Specifically, the state Public Service Commission (PSC) approved the terms of a joint proposal granting a certificate of environmental compatibility and public need to the company to increase the reliability of electricity to the city of Rochester, N.Y.
A PSC spokesperson told TransmissionHub on April 22 that the order was not yet available.
RG&E is a subsidiary of Iberdrola USA, which is a subsidiary of Iberdrola S.A.
An Iberdrola spokesperson told TransmissionHub on April 22, “We are pleased the commission has indicated they have approved the joint proposal — but cannot comment further until the order has been issued and we’ve had a chance to review it.”
The signatories to the joint proposal, RG&E, state Department of Public Service staff, the state Department of Environmental Conservation and the state Department of Agriculture and Markets, executed the joint proposal in December 2012.
The project calls for the construction of about 21 miles of new 115-kV transmission lines, rebuilding two miles of an existing 115-kV line, adding a new 1.9-mile 345-kV line and a new 345-kV/115-kV substation, as well as improving three existing substations in the towns of Chili, Gates and Henrietta and city of Rochester in Monroe County, the PSC said on April 18.
The project also includes new system upgrades in existing control buildings.

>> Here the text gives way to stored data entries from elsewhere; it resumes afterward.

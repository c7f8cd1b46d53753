use ratatui::{
    Frame,
    layout::{Constraint, Layout, Rect},
    style::{Color, Modifier, Style},
    text::{Line, Span},
    widgets::Paragraph,
};

use super::app_state::{App, Focus};
use crate::alert::render_alert;
use crate::autocomplete::autocomplete_render;
use crate::input::render_field;
use crate::password::render_password_group;

const HELP_TEXT: &str =
    " Enter submit · Tab switch field · Ctrl+T show/hide password · double-click clear · Esc quit";

impl App {
    /// Render the form and record where each control landed
    pub fn render(&mut self, frame: &mut Frame) {
        self.layout_regions.clear();

        let [title_area, ticker_area, password_area, _, help_area] = Layout::vertical([
            Constraint::Length(1), // Title
            Constraint::Length(3), // Ticker input
            Constraint::Length(3), // Password field
            Constraint::Min(0),    // Room for the suggestions panel
            Constraint::Length(1), // Help line
        ])
        .areas(frame.area());

        self.render_title(frame, title_area);

        render_field(
            &mut self.input.textarea,
            "Ticker",
            self.focus == Focus::Ticker,
            frame,
            ticker_area,
        );
        self.layout_regions.ticker_input = Some(ticker_area);

        let (field_area, toggle_area) = render_password_group(
            &mut self.password,
            self.focus == Focus::Password,
            frame,
            password_area,
        );
        self.layout_regions.password_input = Some(field_area);
        self.layout_regions.password_toggle = Some(toggle_area);

        self.render_help_line(frame, help_area);

        // Panel is drawn over the fields below the ticker input
        self.layout_regions.suggestions_panel = autocomplete_render::render_panel(
            &self.autocomplete,
            frame,
            ticker_area,
            self.max_visible_suggestions,
        );

        render_alert(&self.alert, frame);
    }

    fn render_title(&self, frame: &mut Frame, area: Rect) {
        let title = Paragraph::new(Line::from(Span::styled(
            " tickr · ticker analysis",
            Style::default()
                .fg(Color::Cyan)
                .add_modifier(Modifier::BOLD),
        )));
        frame.render_widget(title, area);
    }

    fn render_help_line(&self, frame: &mut Frame, area: Rect) {
        let line = match &self.config_warning {
            Some(warning) => Line::from(Span::styled(
                format!(" {}", warning),
                Style::default().fg(Color::Yellow),
            )),
            None => Line::from(Span::styled(HELP_TEXT, Style::default().fg(Color::DarkGray))),
        };
        frame.render_widget(Paragraph::new(line), area);
    }
}

#[cfg(test)]
#[path = "app_render_tests.rs"]
mod app_render_tests;
use ratatui::{Frame, layout::Rect, widgets::Clear};

pub fn centered_popup(frame_area: Rect, width: u16, height: u16) -> Rect {
    let popup_width = width.min(frame_area.width);
    let popup_height = height.min(frame_area.height);

    let popup_x = frame_area.x + (frame_area.width.saturating_sub(popup_width)) / 2;
    let popup_y = frame_area.y + (frame_area.height.saturating_sub(popup_height)) / 2;

    Rect {
        x: popup_x,
        y: popup_y,
        width: popup_width,
        height: popup_height,
    }
}

/// Place a popup directly under `anchor`, clamped to the space left in `bounds`
pub fn popup_below_anchor(anchor: Rect, bounds: Rect, width: u16, height: u16, x_offset: u16) -> Rect {
    let popup_x = anchor.x + x_offset;
    let popup_y = anchor.y + anchor.height;
    let space_below = (bounds.y + bounds.height).saturating_sub(popup_y);

    Rect {
        x: popup_x,
        y: popup_y,
        width: width.min(anchor.width.saturating_sub(x_offset)),
        height: height.min(space_below),
    }
}

pub fn clear_area(frame: &mut Frame, area: Rect) {
    frame.render_widget(Clear, area);
}

#[cfg(test)]
#[path = "popup_tests.rs"]
mod popup_tests;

The PSC also said that the new lines are planned to use existing rights-of-way, thereby minimizing damage to the environment. The communities along the planned routes expressed support for the project, the PSC said, adding that the new facilities are aimed at providing for new sources of electric generation for the RG&E system.
The project, which RG&E estimates will cost about $254m, will also help relieve loading on existing 115-kV lines.
Under the approved joint proposal, land use impacts are mitigated by much of the route running along existing transmission and railroad corridors, modifying the original route to preserve existing active farmland and avoid a federal conservation easement and reducing the visual impact of the line in a residential area by undergrounding one portion of the project, the PSC said.